→ EXERCISE REQUIREMENTS
Would you please set down the entries below exactly as shown?

→ Collected data
============

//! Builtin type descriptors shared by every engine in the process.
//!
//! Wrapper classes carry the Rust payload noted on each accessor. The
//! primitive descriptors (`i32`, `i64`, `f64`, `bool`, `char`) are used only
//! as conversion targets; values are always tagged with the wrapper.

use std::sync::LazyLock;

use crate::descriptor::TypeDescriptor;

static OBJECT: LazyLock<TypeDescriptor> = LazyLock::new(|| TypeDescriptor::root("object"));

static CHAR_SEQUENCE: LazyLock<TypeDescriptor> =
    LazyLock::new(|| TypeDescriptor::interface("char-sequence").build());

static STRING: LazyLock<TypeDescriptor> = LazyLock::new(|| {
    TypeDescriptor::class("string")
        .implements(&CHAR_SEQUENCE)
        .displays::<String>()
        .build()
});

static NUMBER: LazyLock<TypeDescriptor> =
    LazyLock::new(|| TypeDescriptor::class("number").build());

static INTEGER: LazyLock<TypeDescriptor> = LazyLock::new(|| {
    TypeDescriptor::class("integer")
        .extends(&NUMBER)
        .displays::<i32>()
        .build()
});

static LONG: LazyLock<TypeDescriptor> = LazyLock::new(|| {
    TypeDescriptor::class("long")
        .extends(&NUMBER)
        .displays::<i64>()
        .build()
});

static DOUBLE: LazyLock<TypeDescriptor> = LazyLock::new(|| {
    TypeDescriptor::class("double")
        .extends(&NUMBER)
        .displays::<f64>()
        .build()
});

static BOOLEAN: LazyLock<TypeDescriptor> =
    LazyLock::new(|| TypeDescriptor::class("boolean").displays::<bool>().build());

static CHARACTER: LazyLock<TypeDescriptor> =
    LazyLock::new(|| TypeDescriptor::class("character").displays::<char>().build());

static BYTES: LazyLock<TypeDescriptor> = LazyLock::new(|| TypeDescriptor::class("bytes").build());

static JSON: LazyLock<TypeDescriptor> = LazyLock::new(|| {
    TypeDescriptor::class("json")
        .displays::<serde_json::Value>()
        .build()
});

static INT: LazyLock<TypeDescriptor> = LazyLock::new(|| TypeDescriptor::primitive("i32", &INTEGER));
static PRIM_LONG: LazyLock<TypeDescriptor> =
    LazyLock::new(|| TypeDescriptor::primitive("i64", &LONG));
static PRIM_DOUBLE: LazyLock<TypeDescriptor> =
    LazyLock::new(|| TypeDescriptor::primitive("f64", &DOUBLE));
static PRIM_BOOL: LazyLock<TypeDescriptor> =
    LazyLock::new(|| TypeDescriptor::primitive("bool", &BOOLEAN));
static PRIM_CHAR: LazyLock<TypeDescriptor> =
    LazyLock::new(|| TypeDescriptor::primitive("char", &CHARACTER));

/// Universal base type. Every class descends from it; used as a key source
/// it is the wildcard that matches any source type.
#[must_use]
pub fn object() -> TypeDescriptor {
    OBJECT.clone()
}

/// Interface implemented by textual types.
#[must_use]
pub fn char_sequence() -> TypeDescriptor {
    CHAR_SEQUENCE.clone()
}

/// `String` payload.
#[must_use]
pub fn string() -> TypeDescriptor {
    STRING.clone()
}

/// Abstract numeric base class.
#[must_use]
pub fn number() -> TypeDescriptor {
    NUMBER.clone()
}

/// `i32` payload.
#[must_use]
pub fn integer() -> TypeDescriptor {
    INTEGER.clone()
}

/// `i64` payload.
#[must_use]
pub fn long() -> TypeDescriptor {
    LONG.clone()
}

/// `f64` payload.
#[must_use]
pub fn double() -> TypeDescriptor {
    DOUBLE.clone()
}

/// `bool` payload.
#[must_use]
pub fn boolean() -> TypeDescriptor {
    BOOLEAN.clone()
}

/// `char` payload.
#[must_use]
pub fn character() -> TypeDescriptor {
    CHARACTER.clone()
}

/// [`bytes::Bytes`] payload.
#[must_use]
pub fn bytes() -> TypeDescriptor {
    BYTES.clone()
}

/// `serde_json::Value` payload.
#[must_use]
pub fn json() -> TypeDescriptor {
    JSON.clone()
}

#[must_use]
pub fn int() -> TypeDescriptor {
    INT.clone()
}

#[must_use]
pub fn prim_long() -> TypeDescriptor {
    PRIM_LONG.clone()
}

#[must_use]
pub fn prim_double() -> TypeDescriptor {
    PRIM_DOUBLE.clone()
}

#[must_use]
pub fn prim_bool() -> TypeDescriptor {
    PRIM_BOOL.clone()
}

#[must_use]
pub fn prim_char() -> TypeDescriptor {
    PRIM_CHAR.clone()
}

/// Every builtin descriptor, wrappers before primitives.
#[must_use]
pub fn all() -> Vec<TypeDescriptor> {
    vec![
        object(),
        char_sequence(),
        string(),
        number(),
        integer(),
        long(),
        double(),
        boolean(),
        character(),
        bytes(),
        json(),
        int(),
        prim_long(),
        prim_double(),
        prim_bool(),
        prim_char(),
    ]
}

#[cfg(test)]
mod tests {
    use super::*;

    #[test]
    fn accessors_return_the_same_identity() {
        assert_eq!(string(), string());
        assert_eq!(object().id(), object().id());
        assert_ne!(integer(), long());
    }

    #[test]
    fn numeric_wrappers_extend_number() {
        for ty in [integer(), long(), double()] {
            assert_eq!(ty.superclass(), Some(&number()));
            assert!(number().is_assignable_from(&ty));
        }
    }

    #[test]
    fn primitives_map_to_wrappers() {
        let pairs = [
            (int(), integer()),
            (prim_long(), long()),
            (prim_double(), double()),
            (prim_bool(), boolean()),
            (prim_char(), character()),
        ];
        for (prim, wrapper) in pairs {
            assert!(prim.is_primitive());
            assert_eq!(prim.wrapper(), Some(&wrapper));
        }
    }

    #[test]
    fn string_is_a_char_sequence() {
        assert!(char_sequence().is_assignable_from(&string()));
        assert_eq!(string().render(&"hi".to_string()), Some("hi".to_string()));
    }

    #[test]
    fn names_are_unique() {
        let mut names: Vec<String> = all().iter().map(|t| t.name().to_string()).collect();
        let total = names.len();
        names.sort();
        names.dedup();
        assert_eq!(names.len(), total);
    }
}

============

→ RESULT OF THE TASK
//! Builtin type descriptors shared by every engine in the process.
//!
//! Wrapper classes carry the Rust payload noted on each accessor. The
//! primitive descriptors (`i32`, `i64`, `f64`, `bool`, `char`) are used only
//! as conversion targets; values are always tagged with the wrapper.

use std::sync::LazyLock;

use crate::descriptor::TypeDescriptor;

static OBJECT: LazyLock<TypeDescriptor> = LazyLock::new(|| TypeDescriptor::root("object"));

static CHAR_SEQUENCE: LazyLock<TypeDescriptor> =
    LazyLock::new(|| TypeDescriptor::interface("char-sequence").build());

static STRING: LazyLock<TypeDescriptor> = LazyLock::new(|| {
    TypeDescriptor::class("string")
        .implements(&CHAR_SEQUENCE)
        .displays::<String>()
        .build()
});

static NUMBER: LazyLock<TypeDescriptor> =
    LazyLock::new(|| TypeDescriptor::class("number").build());

static INTEGER: LazyLock<TypeDescriptor> = LazyLock::new(|| {
    TypeDescriptor::class("integer")
        .extends(&NUMBER)
        .displays::<i32>()
        .build()
});

static LONG: LazyLock<TypeDescriptor> = LazyLock::new(|| {
    TypeDescriptor::class("long")
        .extends(&NUMBER)
        .displays::<i64>()
        .build()
});

static DOUBLE: LazyLock<TypeDescriptor> = LazyLock::new(|| {
    TypeDescriptor::class("double")
        .extends(&NUMBER)
        .displays::<f64>()
        .build()
});

static BOOLEAN: LazyLock<TypeDescriptor> =
    LazyLock::new(|| TypeDescriptor::class("boolean").displays::<bool>().build());

static CHARACTER: LazyLock<TypeDescriptor> =
    LazyLock::new(|| TypeDescriptor::class("character").displays::<char>().build());

static BYTES: LazyLock<TypeDescriptor> = LazyLock::new(|| TypeDescriptor::class("bytes").build());

static JSON: LazyLock<TypeDescriptor> = LazyLock::new(|| {
    TypeDescriptor::class("json")
        .displays::<serde_json::Value>()
        .build()
});

static INT: LazyLock<TypeDescriptor> = LazyLock::new(|| TypeDescriptor::primitive("i32", &INTEGER));
static PRIM_LONG: LazyLock<TypeDescriptor> =
    LazyLock::new(|| TypeDescriptor::primitive("i64", &LONG));
static PRIM_DOUBLE: LazyLock<TypeDescriptor> =
    LazyLock::new(|| TypeDescriptor::primitive("f64", &DOUBLE));
static PRIM_BOOL: LazyLock<TypeDescriptor> =
    LazyLock::new(|| TypeDescriptor::primitive("bool", &BOOLEAN));
static PRIM_CHAR: LazyLock<TypeDescriptor> =
    LazyLock::new(|| TypeDescriptor::primitive("char", &CHARACTER));

/// Universal base type. Every class descends from it; used as a key source
/// it is the wildcard that matches any source type.
#[must_use]
pub fn object() -> TypeDescriptor {
    OBJECT.clone()
}

/// Interface implemented by textual types.
#[must_use]
pub fn char_sequence() -> TypeDescriptor {
    CHAR_SEQUENCE.clone()
}

/// `String` payload.
#[must_use]
pub fn string() -> TypeDescriptor {
    STRING.clone()
}

/// Abstract numeric base class.
#[must_use]
pub fn number() -> TypeDescriptor {
    NUMBER.clone()
}

/// `i32` payload.
#[must_use]
pub fn integer() -> TypeDescriptor {
    INTEGER.clone()
}

/// `i64` payload.
#[must_use]
pub fn long() -> TypeDescriptor {
    LONG.clone()
}

/// `f64` payload.
#[must_use]
pub fn double() -> TypeDescriptor {
    DOUBLE.clone()
}

/// `bool` payload.
#[must_use]
pub fn boolean() -> TypeDescriptor {
    BOOLEAN.clone()
}

/// `char` payload.
#[must_use]
pub fn character() -> TypeDescriptor {
    CHARACTER.clone()
}

/// [`bytes::Bytes`] payload.
#[must_use]
pub fn bytes() -> TypeDescriptor {
    BYTES.clone()
}

/// `serde_json::Value` payload.
#[must_use]
pub fn json() -> TypeDescriptor {
    JSON.clone()
}

#[must_use]
pub fn int() -> TypeDescriptor {
    INT.clone()
}

#[must_use]
pub fn prim_long() -> TypeDescriptor {
    PRIM_LONG.clone()
}

#[must_use]
pub fn prim_double() -> TypeDescriptor {
    PRIM_DOUBLE.clone()
}

#[must_use]
pub fn prim_bool() -> TypeDescriptor {
    PRIM_BOOL.clone()
}

#[must_use]
pub fn prim_char() -> TypeDescriptor {
    PRIM_CHAR.clone()
}

/// Every builtin descriptor, wrappers before primitives.
#[must_use]
pub fn all() -> Vec<TypeDescriptor> {
    vec![
        object(),
        char_sequence(),
        string(),
        number(),
        integer(),
        long(),
        double(),
        boolean(),
        character(),
        bytes(),
        json(),
        int(),
        prim_long(),
        prim_double(),
        prim_bool(),
        prim_char(),
    ]
}

#[cfg(test)]
mod tests {
    use super::*;

    #[test]
    fn accessors_return_the_same_identity() {
        assert_eq!(string(), string());
        assert_eq!(object().id(), object().id());
        assert_ne!(integer(), long());
    }

    #[test]
    fn numeric_wrappers_extend_number() {
        for ty in [integer(), long(), double()] {
            assert_eq!(ty.superclass(), Some(&number()));
            assert!(number().is_assignable_from(&ty));
        }
    }

    #[test]
    fn primitives_map_to_wrappers() {
        let pairs = [
            (int(), integer()),
            (prim_long(), long()),
            (prim_double(), double()),
            (prim_bool(), boolean()),
            (prim_char(), character()),
        ];
        for (prim, wrapper) in pairs {
            assert!(prim.is_primitive());
            assert_eq!(prim.wrapper(), Some(&wrapper));
        }
    }

    #[test]
    fn string_is_a_char_sequence() {
        assert!(char_sequence().is_assignable_from(&string()));
        assert_eq!(string().render(&"hi".to_string()), Some("hi".to_string()));
    }

    #[test]
    fn names_are_unique() {
        let mut names: Vec<String> = all().iter().map(|t| t.name().to_string()).collect();
        let total = names.len();
        names.sort();
        names.dedup();
        assert_eq!(names.len(), total);
    }
}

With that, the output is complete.